WORK REQUEST:
Starting from the first line below, count the lines carrying the string "stats" and answer with the count by itself.

(Stored data entries)

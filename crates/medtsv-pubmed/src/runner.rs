//! Main runner for the PubMed pipeline

use std::sync::Arc;
use std::time::{Duration, Instant};

use anyhow::{Context, Result};
use medtsv_core::{
    ChunkWriter, Event, LogObserver, Observer, OutputChunk, ProgressContext, cleanup_tmp_files,
    fmt_num, is_shutdown_requested, spawn_chunk_writer,
};

use crate::config::Config;
use crate::fetch::{DirSource, Fetcher, HttpSource, Source};
use crate::ledger::{FetchOutcome, Ledger};
use crate::worker::process_target;

/// Pipeline execution summary
#[derive(Debug)]
pub struct Summary {
    /// One outcome per attempted target, in processing order
    pub outcomes: Vec<FetchOutcome>,
    pub ledger: Ledger,
    pub records: u64,
    pub malformed: u64,
    pub rows: u64,
    pub chunks: Vec<OutputChunk>,
    pub elapsed: Duration,
    /// Shutdown was requested before every target was processed
    pub interrupted: bool,
}

impl Summary {
    pub fn completed(&self) -> usize {
        self.outcomes.len() - self.ledger.len()
    }

    pub fn failed(&self) -> usize {
        self.ledger.len()
    }

    fn log(&self) {
        log::info!("=== PubMed Pipeline Summary ===");
        log::info!(
            "Targets: {}/{} completed ({} failed)",
            self.completed(),
            self.outcomes.len(),
            self.failed()
        );
        log::info!(
            "Records: {} ({} malformed skipped)",
            fmt_num(self.records as usize),
            fmt_num(self.malformed as usize)
        );
        log::info!("Chunks: {} ({} rows)", self.chunks.len(), fmt_num(self.rows as usize));
        log::info!("Time: {:.1}s", self.elapsed.as_secs_f64());

        if self.rows > 0 {
            let rate = self.rows as f64 / self.elapsed.as_secs_f64().max(f64::EPSILON);
            log::info!("Throughput: {rate:.0} rows/sec");
        }
        if !self.ledger.is_empty() {
            log::warn!("Failed targets: {}", self.ledger.filenames().join(", "));
        }
    }
}

/// Run the PubMed pipeline against NCBI (or the configured mirror directory)
pub fn run(config: &Config, progress: &ProgressContext) -> Result<Summary> {
    let source: Box<dyn Source> = match &config.mirror_dir {
        Some(dir) => Box::new(DirSource::new(dir)),
        None => Box::new(HttpSource::new(&config.base_url)),
    };
    let pb = progress.stage_line("pubmed");
    let observer: Arc<dyn Observer> = Arc::new(LogObserver::new(pb.clone()));
    let result = run_with(config, source.as_ref(), observer);
    pb.finish_and_clear();
    result
}

/// Run the pipeline with an explicit archive source and observer.
///
/// Targets are processed strictly in order. A target that cannot be fetched
/// or decoded is recorded in the ledger and skipped. A local disk failure
/// (staging a download or writing a chunk) ends the run with an error,
/// leaving already-closed chunks in place.
pub fn run_with(
    config: &Config,
    source: &dyn Source,
    observer: Arc<dyn Observer>,
) -> Result<Summary> {
    let start = Instant::now();
    config.validate()?;

    std::fs::create_dir_all(&config.output_dir).with_context(|| {
        format!(
            "Failed to create output directory {}",
            config.output_dir.display()
        )
    })?;
    cleanup_tmp_files(&config.output_dir).context("Failed to clean output directory")?;

    let writer = ChunkWriter::new(
        &config.output_dir,
        &config.chunk_prefix,
        config.chunk_rows,
        observer.clone(),
    );
    let (mut sink, writer_handle) =
        spawn_chunk_writer(writer, config.channel_capacity).context("Failed to start writer")?;
    let fetcher = Fetcher::new(source, config.retry, &config.output_dir, observer.as_ref());

    let targets = config.targets();
    log::info!(
        "Processing {} target(s): {} .. {}",
        targets.len(),
        targets.first().map(|t| t.filename()).unwrap_or_default(),
        targets.last().map(|t| t.filename()).unwrap_or_default()
    );

    let mut outcomes = Vec::with_capacity(targets.len());
    let mut ledger = Ledger::new();
    let mut records = 0u64;
    let mut malformed = 0u64;
    let mut interrupted = false;
    let mut fatal: Option<anyhow::Error> = None;

    for &target in &targets {
        if is_shutdown_requested() {
            log::warn!("Shutdown requested, skipping remaining targets");
            interrupted = true;
            break;
        }
        let label = target.label();

        let outcome = match fetcher.fetch(&target) {
            Err(failure) if failure.is_fatal() => {
                fatal = Some(
                    anyhow::Error::new(failure.error)
                        .context(format!("{}: cannot stage download", target.filename())),
                );
                break;
            }
            Err(failure) => FetchOutcome::failed(target, failure.attempts, &failure.error),
            Ok(download) => {
                match process_target(target, &download.path, &mut sink, config.channel_capacity) {
                    Ok(stats) => {
                        records += stats.records;
                        malformed += stats.malformed;
                        observer.event(&Event::TargetCompleted {
                            label: &label,
                            records: stats.records,
                            malformed: stats.malformed,
                        });
                        FetchOutcome::succeeded(target, download.attempts)
                    }
                    Err(e) if e.is_fatal() => {
                        fatal = Some(
                            anyhow::Error::new(e)
                                .context(format!("{}: cannot write output", target.filename())),
                        );
                        break;
                    }
                    Err(e) => {
                        log::warn!("{label}: {e}");
                        FetchOutcome::failed(target, download.attempts, &e)
                    }
                }
            }
        };
        ledger.record(&outcome);
        outcomes.push(outcome);
    }

    let rows = sink.rows();
    drop(sink);
    let chunks = match writer_handle.join() {
        Ok(Ok(chunks)) => chunks,
        // The writer's own error is the root cause of any send failure above
        Ok(Err(e)) => {
            fatal = Some(anyhow::Error::new(e).context("Failed to write output chunk"));
            Vec::new()
        }
        Err(_) => {
            fatal = Some(anyhow::anyhow!("chunk writer thread panicked"));
            Vec::new()
        }
    };

    let summary = Summary {
        outcomes,
        ledger,
        records,
        malformed,
        rows,
        chunks,
        elapsed: start.elapsed(),
        interrupted,
    };
    summary.log();

    match fatal {
        Some(e) => Err(e),
        None => Ok(summary),
    }
}
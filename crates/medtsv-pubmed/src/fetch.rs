//! Fetching baseline archives with bounded retries
//!
//! Every attempt downloads into a fresh staging file next to the output and
//! validates it as a complete gzip container before anything downstream
//! reads it. Partial data from a failed attempt never leaks into the next.

use std::fs;
use std::io;
use std::path::{Path, PathBuf};

use medtsv_core::{Observer, RetryPolicy, StreamError, download_to_file, retry_with_backoff};

use crate::target::FetchTarget;

/// Where archives come from.
pub trait Source: Send + Sync {
    /// Write the complete archive for `target` to `dest`, returning its size.
    /// `dest` may already exist and must be overwritten. Failures to write
    /// `dest` itself are reported as [`StreamError::Local`].
    fn download(&self, target: &FetchTarget, dest: &Path) -> Result<u64, StreamError>;

    /// Human-readable location, for logs
    fn describe(&self, target: &FetchTarget) -> String;
}

/// NCBI (or any HTTP mirror) directory listing baseline files
#[derive(Debug, Clone)]
pub struct HttpSource {
    base_url: String,
}

impl HttpSource {
    pub fn new(base_url: impl Into<String>) -> Self {
        Self {
            base_url: base_url.into(),
        }
    }
}

impl Source for HttpSource {
    fn download(&self, target: &FetchTarget, dest: &Path) -> Result<u64, StreamError> {
        download_to_file(&target.url(&self.base_url), dest)
    }

    fn describe(&self, target: &FetchTarget) -> String {
        target.url(&self.base_url)
    }
}

/// Local directory holding already-downloaded baseline files
#[derive(Debug, Clone)]
pub struct DirSource {
    dir: PathBuf,
}

impl DirSource {
    pub fn new(dir: impl Into<PathBuf>) -> Self {
        Self { dir: dir.into() }
    }
}

impl Source for DirSource {
    fn download(&self, target: &FetchTarget, dest: &Path) -> Result<u64, StreamError> {
        let mut src = fs::File::open(self.dir.join(target.filename()))?;
        let mut staged = fs::File::create(dest).map_err(StreamError::Local)?;
        let bytes = io::copy(&mut src, &mut staged).map_err(StreamError::from_copy)?;
        staged.sync_all().map_err(StreamError::Local)?;
        Ok(bytes)
    }

    fn describe(&self, target: &FetchTarget) -> String {
        self.dir.join(target.filename()).display().to_string()
    }
}

/// A validated archive on local disk. The staged file is removed on drop.
#[derive(Debug)]
pub struct Download {
    pub path: PathBuf,
    pub bytes: u64,
    pub attempts: u32,
}

impl Drop for Download {
    fn drop(&mut self) {
        if let Err(e) = remove_staged(&self.path) {
            log::warn!("Failed to remove {}: {e}", self.path.display());
        }
    }
}

/// All attempts for a target failed
#[derive(Debug)]
pub struct FetchFailure {
    pub error: StreamError,
    pub attempts: u32,
}

impl FetchFailure {
    /// Staging failed on local disk, so the whole run should stop
    pub fn is_fatal(&self) -> bool {
        self.error.is_fatal()
    }
}

/// Remove a staged file, ignoring one that is already gone.
fn remove_staged(path: &Path) -> io::Result<()> {
    match fs::remove_file(path) {
        Err(e) if e.kind() != io::ErrorKind::NotFound => Err(e),
        _ => Ok(()),
    }
}

/// Fetches targets from a [`Source`] into a staging directory.
pub struct Fetcher<'a> {
    source: &'a dyn Source,
    policy: RetryPolicy,
    staging_dir: PathBuf,
    observer: &'a dyn Observer,
}

impl<'a> Fetcher<'a> {
    pub fn new(
        source: &'a dyn Source,
        policy: RetryPolicy,
        staging_dir: impl Into<PathBuf>,
        observer: &'a dyn Observer,
    ) -> Self {
        Self {
            source,
            policy,
            staging_dir: staging_dir.into(),
            observer,
        }
    }

    /// Staging location for a target
    pub fn staging_path(&self, target: &FetchTarget) -> PathBuf {
        self.staging_dir.join(format!("{}.tmp", target.filename()))
    }

    /// Fetch one target, trying at most `max_attempts` times.
    pub fn fetch(&self, target: &FetchTarget) -> Result<Download, FetchFailure> {
        let label = target.label();
        let staged = self.staging_path(target);
        log::debug!("{label}: fetching {}", self.source.describe(target));

        let outcome = retry_with_backoff(&label, &self.policy, self.observer, |_| {
            self.attempt(target, &staged)
        });

        match outcome.result {
            Ok(bytes) => Ok(Download {
                path: staged,
                bytes,
                attempts: outcome.attempts,
            }),
            Err(error) => {
                if let Err(e) = remove_staged(&staged) {
                    log::warn!("Failed to remove {}: {e}", staged.display());
                }
                Err(FetchFailure {
                    error,
                    attempts: outcome.attempts,
                })
            }
        }
    }

    fn attempt(&self, target: &FetchTarget, staged: &Path) -> Result<u64, StreamError> {
        remove_staged(staged).map_err(StreamError::Local)?;
        let bytes = self.source.download(target, staged)?;
        medtsv_core::validate_gzip(staged)?;
        log::debug!("{}: {bytes} bytes staged", target.label());
        Ok(bytes)
    }
}
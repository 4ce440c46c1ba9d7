use std::sync::Arc;

use medtsv_core::{ChunkWriter, NullObserver, Row, spawn_chunk_writer};

fn synthetic_rows(n: usize) -> Vec<Row> {
    (0..n)
        .map(|i| {
            vec![
                format!("25n0001_{i:06}"),
                "Smith,Lee".to_string(),
                "2020".to_string(),
                format!("Title for record \"{i}\""),
                String::new(),
            ]
        })
        .collect()
}

#[divan::bench(args = [1_000, 10_000, 100_000])]
fn chunk_write_direct(bencher: divan::Bencher, max_rows: u64) {
    let rows = synthetic_rows(50_000);
    let dir = tempfile::tempdir().unwrap();
    bencher.bench(|| {
        let mut writer = ChunkWriter::new(dir.path(), "bench", max_rows, Arc::new(NullObserver));
        for row in &rows {
            writer.write_row(row).unwrap();
        }
        writer.finish().unwrap()
    });
}

#[divan::bench(args = [16, 1024])]
fn chunk_write_threaded(bencher: divan::Bencher, capacity: usize) {
    let rows = synthetic_rows(50_000);
    let dir = tempfile::tempdir().unwrap();
    bencher.bench(|| {
        let writer = ChunkWriter::new(dir.path(), "bench", 100_000, Arc::new(NullObserver));
        let (mut sink, handle) = spawn_chunk_writer(writer, capacity).unwrap();
        for row in &rows {
            sink.send(row.clone()).unwrap();
        }
        drop(sink);
        handle.join().unwrap().unwrap()
    });
}

fn main() {
    divan::main();
}
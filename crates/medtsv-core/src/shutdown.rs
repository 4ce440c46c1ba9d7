//! Graceful shutdown: first SIGINT/SIGTERM sets a flag, second one exits

use std::sync::atomic::{AtomicBool, Ordering};

/// Exit status used when interrupted
pub const INTERRUPTED_EXIT_CODE: u8 = 130;

static SHUTDOWN: AtomicBool = AtomicBool::new(false);

/// Check if shutdown was requested
pub fn is_shutdown_requested() -> bool {
    SHUTDOWN.load(Ordering::Relaxed)
}

/// Request shutdown. Returns whether it had already been requested.
pub fn request_shutdown() -> bool {
    SHUTDOWN.swap(true, Ordering::Relaxed)
}

/// Route SIGINT and SIGTERM to [`request_shutdown`].
///
/// The pipeline finishes the target in flight, closes the open chunk and
/// reports. A second signal terminates immediately.
pub fn install_signal_handlers() -> std::io::Result<()> {
    for signal in [signal_hook::consts::SIGINT, signal_hook::consts::SIGTERM] {
        // SAFETY: AtomicBool::swap and process::exit are async-signal-safe
        unsafe {
            signal_hook::low_level::register(signal, || {
                if request_shutdown() {
                    std::process::exit(i32::from(INTERRUPTED_EXIT_CODE));
                }
            })?;
        }
    }
    Ok(())
}
//! Bounded retry with exponential backoff for fetch attempts

use std::time::Duration;

use crate::observe::{Event, Observer};
use crate::shutdown::is_shutdown_requested;
use crate::stream::StreamError;

/// How many times to try a target and how long to wait in between.
#[derive(Debug, Clone, Copy)]
pub struct RetryPolicy {
    pub max_attempts: u32,
    /// Backoff before attempt `n` is `backoff_unit * 2^n`
    pub backoff_unit: Duration,
}

impl Default for RetryPolicy {
    fn default() -> Self {
        Self {
            max_attempts: 3,
            backoff_unit: Duration::from_secs(1),
        }
    }
}

/// Exponential backoff: `unit * 2^attempt` (4s before attempt 2, 8s before 3, ...)
pub fn backoff_duration(unit: Duration, attempt: u32) -> Duration {
    unit.saturating_mul(2u32.saturating_pow(attempt))
}

/// Final result of a retried operation plus the number of attempts made.
#[derive(Debug)]
pub struct Attempted<T> {
    pub result: Result<T, StreamError>,
    pub attempts: u32,
}

/// Retry a fallible fetch with exponential backoff.
///
/// `attempt_fn` receives the 1-based attempt number and must start from a
/// clean state every time. Retries only errors that are
/// [`retryable`](StreamError::is_retryable), at most `max_attempts` in total,
/// and stops early once shutdown was requested.
pub fn retry_with_backoff<T>(
    label: &str,
    policy: &RetryPolicy,
    observer: &dyn Observer,
    mut attempt_fn: impl FnMut(u32) -> Result<T, StreamError>,
) -> Attempted<T> {
    let max_attempts = policy.max_attempts.max(1);
    let mut attempt = 1u32;
    loop {
        observer.event(&Event::AttemptStarted {
            label,
            attempt,
            max_attempts,
        });
        let err = match attempt_fn(attempt) {
            Ok(v) => {
                return Attempted {
                    result: Ok(v),
                    attempts: attempt,
                };
            }
            Err(e) => e,
        };

        let message = err.to_string();
        observer.event(&Event::AttemptFailed {
            label,
            attempt,
            error: &message,
        });

        if attempt < max_attempts && err.is_retryable() && !is_shutdown_requested() {
            attempt += 1;
            let delay = backoff_duration(policy.backoff_unit, attempt);
            observer.event(&Event::RetryScheduled {
                label,
                next_attempt: attempt,
                delay,
            });
            std::thread::sleep(delay);
        } else {
            observer.event(&Event::TargetFailed {
                label,
                attempts: attempt,
                error: &message,
            });
            return Attempted {
                result: Err(err),
                attempts: attempt,
            };
        }
    }
}
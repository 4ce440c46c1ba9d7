//! Record to TSV row fields
//!
//! Quoting and delimiting happen in the chunk writer. Here each field only
//! loses its tabs and line breaks (replaced by spaces), so a written row is
//! always exactly one line with exactly [`FIELD_COUNT`] fields.

use medtsv_core::Row;

use crate::extract::Record;

/// Fields per row: id, authors, year, title, abstract
pub const FIELD_COUNT: usize = 5;

/// Separator between surnames inside the authors field
pub const AUTHOR_SEPARATOR: &str = ",";

/// Fields of one record, in output order.
pub fn serialize(record: &Record) -> Row {
    vec![
        record.id.to_string(),
        sanitize_field(&record.authors.join(AUTHOR_SEPARATOR)),
        record.year.map(|y| y.to_string()).unwrap_or_default(),
        sanitize_field(record.title.as_deref().unwrap_or("")),
        sanitize_field(record.abstract_text.as_deref().unwrap_or("")),
    ]
}

/// Replace tab, CR and LF with a space
pub fn sanitize_field(value: &str) -> String {
    value.replace(['\t', '\n', '\r'], " ")
}
//! PubMed pipeline configuration

use std::path::PathBuf;

use anyhow::{Result, bail};
use medtsv_core::{DEFAULT_CHUNK_ROWS, RetryPolicy};

use crate::target::{FetchTarget, targets};

/// Default NCBI baseline directory
pub const DEFAULT_BASE_URL: &str = "https://ftp.ncbi.nlm.nih.gov/pubmed/baseline/";

/// Runtime configuration for the PubMed pipeline
#[derive(Debug, Clone)]
pub struct Config {
    /// Output directory for TSV chunks (also stages downloads)
    pub output_dir: PathBuf,
    /// Two-digit baseline year, e.g. 25 for `pubmed25n*.xml.gz`
    pub year_tag: u16,
    /// First sequence number (inclusive)
    pub first: u32,
    /// Last sequence number (inclusive)
    pub last: u32,
    /// Base URL for the baseline directory
    pub base_url: String,
    /// Read archives from this directory instead of the network
    pub mirror_dir: Option<PathBuf>,
    /// Rows per output chunk
    pub chunk_rows: u64,
    /// Chunk file name prefix
    pub chunk_prefix: String,
    /// Fetch attempts and backoff
    pub retry: RetryPolicy,
    /// Capacity of the bounded channels between stages
    pub channel_capacity: usize,
}

impl Default for Config {
    fn default() -> Self {
        Self {
            output_dir: PathBuf::from("output"),
            year_tag: 25,
            first: 1,
            last: 1,
            base_url: DEFAULT_BASE_URL.to_string(),
            mirror_dir: None,
            chunk_rows: DEFAULT_CHUNK_ROWS,
            chunk_prefix: "pubmed".to_string(),
            retry: RetryPolicy::default(),
            channel_capacity: 1024,
        }
    }
}

impl Config {
    /// Reject settings the pipeline cannot run with
    pub fn validate(&self) -> Result<()> {
        if self.first > self.last {
            bail!(
                "empty range: first ({}) is greater than last ({})",
                self.first,
                self.last
            );
        }
        if self.chunk_rows == 0 {
            bail!("chunk_rows must be at least 1");
        }
        if self.retry.max_attempts == 0 {
            bail!("max_attempts must be at least 1");
        }
        if self.channel_capacity == 0 {
            bail!("channel_capacity must be at least 1");
        }
        Ok(())
    }

    /// Fetch targets in processing order
    pub fn targets(&self) -> Vec<FetchTarget> {
        targets(self.year_tag, self.first..=self.last)
    }
}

ANSWER TO THIS PROBLEM:
5